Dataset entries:
======

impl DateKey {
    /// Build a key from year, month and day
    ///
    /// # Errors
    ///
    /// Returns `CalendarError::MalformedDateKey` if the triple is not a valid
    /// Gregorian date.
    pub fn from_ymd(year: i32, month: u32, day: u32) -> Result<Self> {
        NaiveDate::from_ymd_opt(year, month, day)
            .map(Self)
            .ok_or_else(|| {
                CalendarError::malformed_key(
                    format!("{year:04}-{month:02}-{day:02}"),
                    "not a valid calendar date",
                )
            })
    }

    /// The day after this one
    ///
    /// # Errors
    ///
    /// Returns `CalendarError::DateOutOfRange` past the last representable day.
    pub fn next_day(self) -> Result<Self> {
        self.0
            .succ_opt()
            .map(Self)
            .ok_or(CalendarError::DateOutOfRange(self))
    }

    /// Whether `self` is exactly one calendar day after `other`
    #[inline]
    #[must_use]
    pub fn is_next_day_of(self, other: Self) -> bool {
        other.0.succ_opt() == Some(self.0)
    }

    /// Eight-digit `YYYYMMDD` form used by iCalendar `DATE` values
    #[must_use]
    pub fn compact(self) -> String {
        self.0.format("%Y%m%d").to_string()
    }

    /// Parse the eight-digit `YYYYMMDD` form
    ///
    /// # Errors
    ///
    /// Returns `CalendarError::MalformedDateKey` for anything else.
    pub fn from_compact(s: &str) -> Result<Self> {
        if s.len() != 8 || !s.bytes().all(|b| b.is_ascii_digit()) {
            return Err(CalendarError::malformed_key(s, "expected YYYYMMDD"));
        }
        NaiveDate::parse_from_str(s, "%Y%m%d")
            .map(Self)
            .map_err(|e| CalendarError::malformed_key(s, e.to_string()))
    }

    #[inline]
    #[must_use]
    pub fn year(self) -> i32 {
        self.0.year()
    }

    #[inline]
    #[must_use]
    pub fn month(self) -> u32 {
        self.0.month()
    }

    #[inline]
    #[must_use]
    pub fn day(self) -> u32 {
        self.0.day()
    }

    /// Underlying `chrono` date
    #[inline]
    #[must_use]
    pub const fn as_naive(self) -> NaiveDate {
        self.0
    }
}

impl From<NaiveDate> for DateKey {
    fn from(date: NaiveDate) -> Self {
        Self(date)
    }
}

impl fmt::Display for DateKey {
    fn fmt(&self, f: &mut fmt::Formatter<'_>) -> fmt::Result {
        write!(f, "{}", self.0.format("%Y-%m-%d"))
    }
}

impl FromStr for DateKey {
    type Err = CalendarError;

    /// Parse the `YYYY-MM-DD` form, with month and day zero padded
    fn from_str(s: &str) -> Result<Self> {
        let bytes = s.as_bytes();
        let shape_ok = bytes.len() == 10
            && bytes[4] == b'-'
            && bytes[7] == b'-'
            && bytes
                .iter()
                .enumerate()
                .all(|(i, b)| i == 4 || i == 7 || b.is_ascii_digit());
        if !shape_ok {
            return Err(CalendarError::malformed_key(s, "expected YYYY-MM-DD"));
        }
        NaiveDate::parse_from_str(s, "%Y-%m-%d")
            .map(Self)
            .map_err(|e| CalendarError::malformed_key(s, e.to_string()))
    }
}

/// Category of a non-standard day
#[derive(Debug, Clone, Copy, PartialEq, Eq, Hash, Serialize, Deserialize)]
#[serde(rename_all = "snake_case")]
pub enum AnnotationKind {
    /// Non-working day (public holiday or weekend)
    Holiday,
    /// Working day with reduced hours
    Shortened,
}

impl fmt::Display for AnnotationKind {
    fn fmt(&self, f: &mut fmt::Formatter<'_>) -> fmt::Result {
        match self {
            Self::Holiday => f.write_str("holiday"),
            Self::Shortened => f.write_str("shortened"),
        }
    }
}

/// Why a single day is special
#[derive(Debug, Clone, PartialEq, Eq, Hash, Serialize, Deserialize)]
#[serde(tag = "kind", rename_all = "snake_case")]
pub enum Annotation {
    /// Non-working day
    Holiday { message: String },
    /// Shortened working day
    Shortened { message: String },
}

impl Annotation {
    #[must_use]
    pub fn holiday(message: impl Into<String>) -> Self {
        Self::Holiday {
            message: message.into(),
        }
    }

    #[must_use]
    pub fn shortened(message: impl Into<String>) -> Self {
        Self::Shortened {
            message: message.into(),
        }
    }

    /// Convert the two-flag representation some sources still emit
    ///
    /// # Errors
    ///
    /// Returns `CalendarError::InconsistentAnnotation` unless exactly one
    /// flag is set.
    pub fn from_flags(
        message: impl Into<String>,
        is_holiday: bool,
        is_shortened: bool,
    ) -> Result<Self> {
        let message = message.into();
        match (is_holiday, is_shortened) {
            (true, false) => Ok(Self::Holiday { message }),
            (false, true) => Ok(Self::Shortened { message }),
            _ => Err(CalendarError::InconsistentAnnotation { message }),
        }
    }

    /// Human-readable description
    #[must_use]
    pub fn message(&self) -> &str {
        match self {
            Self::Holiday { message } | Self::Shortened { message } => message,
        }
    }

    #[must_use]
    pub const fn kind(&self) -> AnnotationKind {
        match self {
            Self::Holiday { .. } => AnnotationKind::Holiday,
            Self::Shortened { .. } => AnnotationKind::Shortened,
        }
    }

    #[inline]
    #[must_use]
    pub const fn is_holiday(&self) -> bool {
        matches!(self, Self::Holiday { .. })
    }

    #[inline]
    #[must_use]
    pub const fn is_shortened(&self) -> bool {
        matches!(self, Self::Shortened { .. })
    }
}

======

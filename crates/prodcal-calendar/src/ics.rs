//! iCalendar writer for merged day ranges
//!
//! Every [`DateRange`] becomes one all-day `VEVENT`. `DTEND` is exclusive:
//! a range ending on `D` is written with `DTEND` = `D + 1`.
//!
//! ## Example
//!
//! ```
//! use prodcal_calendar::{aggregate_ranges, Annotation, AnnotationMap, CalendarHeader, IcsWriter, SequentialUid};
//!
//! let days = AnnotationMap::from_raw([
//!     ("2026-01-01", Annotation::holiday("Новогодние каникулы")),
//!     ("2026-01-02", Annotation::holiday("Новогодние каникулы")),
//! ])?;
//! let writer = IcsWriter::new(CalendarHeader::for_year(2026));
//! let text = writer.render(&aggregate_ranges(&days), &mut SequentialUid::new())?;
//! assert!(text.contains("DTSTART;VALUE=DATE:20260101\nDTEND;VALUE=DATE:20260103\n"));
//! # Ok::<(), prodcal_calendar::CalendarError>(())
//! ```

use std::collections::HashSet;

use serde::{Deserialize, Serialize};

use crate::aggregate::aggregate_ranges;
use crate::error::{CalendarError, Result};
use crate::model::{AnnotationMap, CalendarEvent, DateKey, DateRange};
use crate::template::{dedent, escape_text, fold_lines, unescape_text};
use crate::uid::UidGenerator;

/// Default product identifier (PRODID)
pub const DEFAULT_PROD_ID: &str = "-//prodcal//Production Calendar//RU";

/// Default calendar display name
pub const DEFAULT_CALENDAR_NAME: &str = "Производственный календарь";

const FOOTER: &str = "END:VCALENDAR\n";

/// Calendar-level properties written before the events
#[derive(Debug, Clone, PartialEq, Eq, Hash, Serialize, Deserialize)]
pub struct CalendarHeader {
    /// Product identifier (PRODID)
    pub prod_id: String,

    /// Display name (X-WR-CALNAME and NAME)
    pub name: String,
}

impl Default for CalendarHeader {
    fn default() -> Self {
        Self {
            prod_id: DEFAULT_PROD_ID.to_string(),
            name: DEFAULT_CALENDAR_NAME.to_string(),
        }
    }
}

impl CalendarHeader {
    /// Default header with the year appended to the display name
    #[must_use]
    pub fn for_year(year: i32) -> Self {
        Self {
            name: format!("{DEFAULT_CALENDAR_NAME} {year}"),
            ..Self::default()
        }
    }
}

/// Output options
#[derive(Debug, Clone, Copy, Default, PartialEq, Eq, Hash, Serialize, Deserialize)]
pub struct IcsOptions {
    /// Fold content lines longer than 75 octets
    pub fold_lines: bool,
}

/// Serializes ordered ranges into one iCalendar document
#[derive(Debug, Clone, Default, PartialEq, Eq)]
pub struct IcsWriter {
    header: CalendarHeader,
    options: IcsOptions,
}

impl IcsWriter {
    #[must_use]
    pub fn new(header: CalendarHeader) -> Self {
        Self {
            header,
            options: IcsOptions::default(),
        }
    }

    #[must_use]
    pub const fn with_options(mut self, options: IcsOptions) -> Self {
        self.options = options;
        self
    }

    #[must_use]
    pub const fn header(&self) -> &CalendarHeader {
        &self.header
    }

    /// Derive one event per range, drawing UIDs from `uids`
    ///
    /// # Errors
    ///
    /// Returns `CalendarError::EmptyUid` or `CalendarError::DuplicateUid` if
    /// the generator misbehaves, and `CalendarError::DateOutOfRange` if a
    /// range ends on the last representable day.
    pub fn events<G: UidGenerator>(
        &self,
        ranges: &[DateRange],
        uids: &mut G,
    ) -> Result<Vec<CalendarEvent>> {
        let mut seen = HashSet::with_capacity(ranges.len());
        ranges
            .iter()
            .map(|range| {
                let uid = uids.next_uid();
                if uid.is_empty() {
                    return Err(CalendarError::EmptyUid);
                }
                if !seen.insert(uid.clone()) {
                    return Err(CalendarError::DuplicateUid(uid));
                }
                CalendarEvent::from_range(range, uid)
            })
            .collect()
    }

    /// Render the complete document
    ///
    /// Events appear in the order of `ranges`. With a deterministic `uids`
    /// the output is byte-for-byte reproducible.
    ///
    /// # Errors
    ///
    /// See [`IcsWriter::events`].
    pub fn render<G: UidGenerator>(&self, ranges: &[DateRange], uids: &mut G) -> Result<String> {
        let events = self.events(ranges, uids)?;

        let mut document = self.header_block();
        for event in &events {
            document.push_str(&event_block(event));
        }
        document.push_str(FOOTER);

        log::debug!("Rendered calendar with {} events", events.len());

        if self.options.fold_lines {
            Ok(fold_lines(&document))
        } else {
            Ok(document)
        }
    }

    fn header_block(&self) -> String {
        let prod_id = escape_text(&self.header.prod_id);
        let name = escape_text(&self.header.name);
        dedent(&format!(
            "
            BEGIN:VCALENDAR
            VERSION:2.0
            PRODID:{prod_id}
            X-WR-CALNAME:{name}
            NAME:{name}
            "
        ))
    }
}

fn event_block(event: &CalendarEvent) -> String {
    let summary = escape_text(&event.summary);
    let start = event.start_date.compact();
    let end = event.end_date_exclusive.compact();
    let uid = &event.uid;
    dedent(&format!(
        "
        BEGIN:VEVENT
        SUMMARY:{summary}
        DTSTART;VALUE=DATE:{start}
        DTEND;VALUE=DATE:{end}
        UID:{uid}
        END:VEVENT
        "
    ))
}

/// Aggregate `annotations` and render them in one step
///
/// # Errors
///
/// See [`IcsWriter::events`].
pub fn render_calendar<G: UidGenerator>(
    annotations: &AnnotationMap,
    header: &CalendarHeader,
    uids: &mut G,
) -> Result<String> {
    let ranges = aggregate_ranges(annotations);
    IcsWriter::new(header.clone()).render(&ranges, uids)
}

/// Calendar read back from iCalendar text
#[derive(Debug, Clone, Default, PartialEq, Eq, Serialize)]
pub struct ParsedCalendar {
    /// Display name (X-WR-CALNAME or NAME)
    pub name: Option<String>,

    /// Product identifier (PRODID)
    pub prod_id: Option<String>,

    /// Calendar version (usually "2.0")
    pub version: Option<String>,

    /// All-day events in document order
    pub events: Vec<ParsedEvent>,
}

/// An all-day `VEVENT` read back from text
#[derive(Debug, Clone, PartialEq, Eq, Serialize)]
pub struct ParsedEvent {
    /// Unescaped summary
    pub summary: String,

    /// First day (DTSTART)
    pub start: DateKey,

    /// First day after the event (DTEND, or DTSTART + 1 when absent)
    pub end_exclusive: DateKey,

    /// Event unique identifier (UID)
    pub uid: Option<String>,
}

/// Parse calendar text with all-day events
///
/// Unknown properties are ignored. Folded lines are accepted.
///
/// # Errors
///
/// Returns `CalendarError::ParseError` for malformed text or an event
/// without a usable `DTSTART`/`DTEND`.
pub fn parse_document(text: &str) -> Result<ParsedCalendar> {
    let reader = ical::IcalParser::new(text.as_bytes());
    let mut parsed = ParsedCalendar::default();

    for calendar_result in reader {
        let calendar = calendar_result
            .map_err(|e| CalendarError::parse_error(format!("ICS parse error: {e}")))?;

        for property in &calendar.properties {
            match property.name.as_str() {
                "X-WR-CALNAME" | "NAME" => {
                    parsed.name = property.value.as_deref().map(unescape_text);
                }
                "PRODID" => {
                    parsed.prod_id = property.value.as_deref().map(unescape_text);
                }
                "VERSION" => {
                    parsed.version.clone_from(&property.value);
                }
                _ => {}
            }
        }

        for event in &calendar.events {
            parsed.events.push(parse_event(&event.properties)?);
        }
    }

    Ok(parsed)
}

======

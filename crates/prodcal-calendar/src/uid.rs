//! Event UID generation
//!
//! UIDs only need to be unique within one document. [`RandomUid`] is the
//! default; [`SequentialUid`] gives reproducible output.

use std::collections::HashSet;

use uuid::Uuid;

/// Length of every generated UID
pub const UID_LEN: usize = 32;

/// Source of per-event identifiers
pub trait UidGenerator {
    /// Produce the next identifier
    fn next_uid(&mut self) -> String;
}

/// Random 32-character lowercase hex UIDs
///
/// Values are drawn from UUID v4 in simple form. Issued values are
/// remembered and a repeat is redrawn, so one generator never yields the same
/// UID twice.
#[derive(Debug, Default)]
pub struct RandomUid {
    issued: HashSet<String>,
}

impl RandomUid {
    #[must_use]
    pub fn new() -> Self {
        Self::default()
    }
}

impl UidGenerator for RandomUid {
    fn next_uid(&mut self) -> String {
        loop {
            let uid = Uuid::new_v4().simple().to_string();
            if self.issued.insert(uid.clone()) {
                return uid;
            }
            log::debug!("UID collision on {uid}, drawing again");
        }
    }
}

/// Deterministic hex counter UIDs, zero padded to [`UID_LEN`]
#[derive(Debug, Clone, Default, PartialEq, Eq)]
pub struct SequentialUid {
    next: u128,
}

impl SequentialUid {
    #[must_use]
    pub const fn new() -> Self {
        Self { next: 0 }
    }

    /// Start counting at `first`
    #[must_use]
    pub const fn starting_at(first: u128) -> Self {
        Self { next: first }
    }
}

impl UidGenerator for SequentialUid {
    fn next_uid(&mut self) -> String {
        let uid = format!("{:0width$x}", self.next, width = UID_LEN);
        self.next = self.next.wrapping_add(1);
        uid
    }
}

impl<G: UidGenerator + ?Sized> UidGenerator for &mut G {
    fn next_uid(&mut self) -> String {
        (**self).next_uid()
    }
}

======

Each line in the data that holds the string "AnnotationMap" must be returned.

//! use prodcal_calendar::{aggregate_ranges, Annotation, AnnotationMap, CalendarHeader, IcsWriter, SequentialUid};
//! let days = AnnotationMap::from_raw([
use crate::model::{AnnotationMap, CalendarEvent, DateKey, DateRange};
    annotations: &AnnotationMap,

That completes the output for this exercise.